## AVAILABLE DATA
══════════════════════════════

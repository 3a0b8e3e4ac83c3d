//! In-process stand-in for the story API, served by axum on a loopback port.

use {
  super::*,
  axum::{
    Json, Router,
    extract::{Path, Query, State as Shared},
    response::{IntoResponse, Response as HttpResponse},
    routing::{delete, get, post},
  },
  serde_json::Value,
  std::{
    collections::HashMap,
    sync::{Arc, Mutex},
  },
  tokio::net::TcpListener,
};

pub(crate) const PASSWORD: &str = "secret";

struct Account {
  created_at: DateTime<Utc>,
  favorites: Vec<StoryId>,
  name: String,
  password: String,
}

#[derive(Default)]
struct Backend {
  accounts: HashMap<String, Account>,
  stories: Vec<Story>,
  tokens: HashMap<String, String>,
}

impl Backend {
  fn authorize(&self, token: &str) -> Result<&str, HttpResponse> {
    self
      .tokens
      .get(token)
      .map(String::as_str)
      .ok_or_else(|| failure(StatusCode::UNAUTHORIZED, "Invalid token"))
  }

  fn issue_token(&mut self, username: &str) -> String {
    let token = uuid::Uuid::new_v4().to_string();
    self.tokens.insert(token.clone(), username.to_string());
    token
  }

  fn story(&self, id: &StoryId) -> Option<&Story> {
    self.stories.iter().find(|story| &story.story_id == id)
  }

  fn user_json(&self, username: &str) -> Value {
    let Some(account) = self.accounts.get(username) else {
      return Value::Null;
    };

    let favorites = account
      .favorites
      .iter()
      .filter_map(|id| self.story(id))
      .collect::<Vec<_>>();

    let own = self
      .stories
      .iter()
      .filter(|story| story.username == username)
      .collect::<Vec<_>>();

    json!({
      "username": username,
      "name": account.name,
      "createdAt": account.created_at,
      "favorites": favorites,
      "stories": own,
    })
  }
}

type SharedBackend = Arc<Mutex<Backend>>;

#[derive(Deserialize)]
struct TokenQuery {
  token: String,
}

fn failure(status: StatusCode, message: &str) -> HttpResponse {
  (
    status,
    Json(json!({
      "error": {
        "status": status.as_u16(),
        "title": status.canonical_reason(),
        "message": message,
      }
    })),
  )
    .into_response()
}

async fn add_favorite(
  Shared(backend): Shared<SharedBackend>,
  Path((username, id)): Path<(String, String)>,
  Query(query): Query<TokenQuery>,
) -> HttpResponse {
  let mut backend = backend.lock().unwrap();

  match backend.authorize(&query.token) {
    Ok(owner) if owner == username => {}
    Ok(_) => return failure(StatusCode::UNAUTHORIZED, "Token does not match"),
    Err(response) => return response,
  }

  let id = StoryId::from(id);

  if backend.story(&id).is_none() {
    return failure(StatusCode::NOT_FOUND, &format!("No story with ID {id}"));
  }

  if let Some(account) = backend.accounts.get_mut(&username)
    && !account.favorites.contains(&id)
  {
    account.favorites.push(id);
  }

  Json(json!({
    "message": "Favorite Added Successfully!",
    "user": backend.user_json(&username),
  }))
  .into_response()
}

async fn create_story(
  Shared(backend): Shared<SharedBackend>,
  Json(body): Json<Value>,
) -> HttpResponse {
  let mut backend = backend.lock().unwrap();

  let token = body["token"].as_str().unwrap_or_default();

  let username = match backend.authorize(token) {
    Ok(username) => username.to_string(),
    Err(response) => return response,
  };

  let field = |name: &str| body["story"][name].as_str().map(str::to_string);

  let (Some(author), Some(title), Some(url)) =
    (field("author"), field("title"), field("url"))
  else {
    return failure(StatusCode::BAD_REQUEST, "story requires author, title, url");
  };

  let story = Story {
    author,
    created_at: Utc::now(),
    story_id: StoryId::from(uuid::Uuid::new_v4().to_string()),
    title,
    url,
    username,
  };

  backend.stories.insert(0, story.clone());

  (StatusCode::CREATED, Json(json!({ "story": story }))).into_response()
}

async fn delete_story(
  Shared(backend): Shared<SharedBackend>,
  Path(id): Path<String>,
  Query(query): Query<TokenQuery>,
) -> HttpResponse {
  let mut backend = backend.lock().unwrap();

  let username = match backend.authorize(&query.token) {
    Ok(username) => username.to_string(),
    Err(response) => return response,
  };

  let id = StoryId::from(id);

  let Some(story) = backend.story(&id).cloned() else {
    return failure(StatusCode::NOT_FOUND, &format!("No story with ID {id}"));
  };

  if story.username != username {
    return failure(
      StatusCode::FORBIDDEN,
      "You can only delete stories you have posted",
    );
  }

  backend.stories.retain(|story| story.story_id != id);

  Json(json!({ "message": "Deleted story", "story": story })).into_response()
}

async fn get_user(
  Shared(backend): Shared<SharedBackend>,
  Path(username): Path<String>,
  Query(query): Query<TokenQuery>,
) -> HttpResponse {
  let backend = backend.lock().unwrap();

  if !backend.accounts.contains_key(&username) {
    return failure(
      StatusCode::NOT_FOUND,
      &format!("No user with username {username}"),
    );
  }

  match backend.authorize(&query.token) {
    Ok(owner) if owner == username => {
      Json(json!({ "user": backend.user_json(&username) })).into_response()
    }
    Ok(_) => failure(StatusCode::UNAUTHORIZED, "Token does not match"),
    Err(response) => response,
  }
}

async fn list_stories(
  Shared(backend): Shared<SharedBackend>,
) -> HttpResponse {
  let backend = backend.lock().unwrap();

  Json(json!({ "stories": backend.stories })).into_response()
}

async fn login(
  Shared(backend): Shared<SharedBackend>,
  Json(body): Json<Value>,
) -> HttpResponse {
  let mut backend = backend.lock().unwrap();

  let username = body["user"]["username"].as_str().unwrap_or_default();
  let password = body["user"]["password"].as_str().unwrap_or_default();

  let Some(account) = backend.accounts.get(username) else {
    return failure(
      StatusCode::NOT_FOUND,
      &format!("No user with username {username}"),
    );
  };

  if account.password != password {
    return failure(StatusCode::UNAUTHORIZED, "Invalid password");
  }

  let token = backend.issue_token(username);

  Json(json!({ "token": token, "user": backend.user_json(username) }))
    .into_response()
}

async fn remove_favorite(
  Shared(backend): Shared<SharedBackend>,
  Path((username, id)): Path<(String, String)>,
  Query(query): Query<TokenQuery>,
) -> HttpResponse {
  let mut backend = backend.lock().unwrap();

  match backend.authorize(&query.token) {
    Ok(owner) if owner == username => {}
    Ok(_) => return failure(StatusCode::UNAUTHORIZED, "Token does not match"),
    Err(response) => return response,
  }

  let id = StoryId::from(id);

  if backend.story(&id).is_none() {
    return failure(StatusCode::NOT_FOUND, &format!("No story with ID {id}"));
  }

  if let Some(account) = backend.accounts.get_mut(&username) {
    account.favorites.retain(|favorite| favorite != &id);
  }

  Json(json!({
    "message": "Favorite Removed Successfully!",
    "user": backend.user_json(&username),
  }))
  .into_response()
}

async fn signup(
  Shared(backend): Shared<SharedBackend>,
  Json(body): Json<Value>,
) -> HttpResponse {
  let mut backend = backend.lock().unwrap();

  let field = |name: &str| body["user"][name].as_str().map(str::to_string);

  let (Some(username), Some(password), Some(name)) =
    (field("username"), field("password"), field("name"))
  else {
    return failure(StatusCode::BAD_REQUEST, "user requires username, password, name");
  };

  if backend.accounts.contains_key(&username) {
    return failure(
      StatusCode::CONFLICT,
      &format!("There already exists a user with username '{username}'"),
    );
  }

  backend.accounts.insert(
    username.clone(),
    Account {
      created_at: Utc::now(),
      favorites: Vec::new(),
      name,
      password,
    },
  );

  let token = backend.issue_token(&username);

  (
    StatusCode::CREATED,
    Json(json!({ "token": token, "user": backend.user_json(&username) })),
  )
    .into_response()
}

pub(crate) struct TestServer {
  backend: SharedBackend,
  pub(crate) client: Client,
}

impl TestServer {
  pub(crate) fn delete_story(&self, id: &StoryId) {
    self
      .backend
      .lock()
      .unwrap()
      .stories
      .retain(|story| &story.story_id != id);
  }

  pub(crate) fn has_story(&self, id: &StoryId) -> bool {
    self.backend.lock().unwrap().story(id).is_some()
  }

  /// Inserts a story directly, appended so seeding order is server order.
  pub(crate) fn seed_story(&self, title: &str, url: &str, username: &str) -> Story {
    let story = Story {
      author: username.to_string(),
      created_at: Utc::now(),
      story_id: StoryId::from(uuid::Uuid::new_v4().to_string()),
      title: title.to_string(),
      url: url.to_string(),
      username: username.to_string(),
    };

    self.backend.lock().unwrap().stories.push(story.clone());

    story
  }

  pub(crate) async fn sign_up(&self, username: &str) -> User {
    User::signup(&self.client, username, PASSWORD, username)
      .await
      .unwrap()
  }

  pub(crate) async fn spawn() -> Self {
    let backend = SharedBackend::default();

    let router = Router::new()
      .route("/stories", get(list_stories).post(create_story))
      .route("/stories/{id}", delete(delete_story))
      .route("/signup", post(signup))
      .route("/login", post(login))
      .route("/users/{username}", get(get_user))
      .route(
        "/users/{username}/favorites/{id}",
        post(add_favorite).delete(remove_favorite),
      )
      .with_state(backend.clone());

    let listener = TcpListener::bind("127.0.0.1:0").await.unwrap();
    let addr = listener.local_addr().unwrap();

    tokio::spawn(async move {
      axum::serve(listener, router).await.unwrap();
    });

    let base_url = Url::parse(&format!("http://{addr}")).unwrap();

    Self {
      backend,
      client: Client::new(base_url).unwrap(),
    }
  }
}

══════════════════════════════

## INSTRUCTIONS TO FOLLOW
Begin with the first line of the listing above and write out each line exactly, ending with the line that contains "#[derive(Default)]".

## PROBLEM SOLUTION
repository 3a0b8e3e4ac83c3d
//! In-process stand-in for the story API, served by axum on a loopback port.

use {
  super::*,
  axum::{
    Json, Router,
    extract::{Path, Query, State as Shared},
    response::{IntoResponse, Response as HttpResponse},
    routing::{delete, get, post},
  },
  serde_json::Value,
  std::{
    collections::HashMap,
    sync::{Arc, Mutex},
  },
  tokio::net::TcpListener,
};

pub(crate) const PASSWORD: &str = "secret";

struct Account {
  created_at: DateTime<Utc>,
  favorites: Vec<StoryId>,
  name: String,
  password: String,
}

#[derive(Default)]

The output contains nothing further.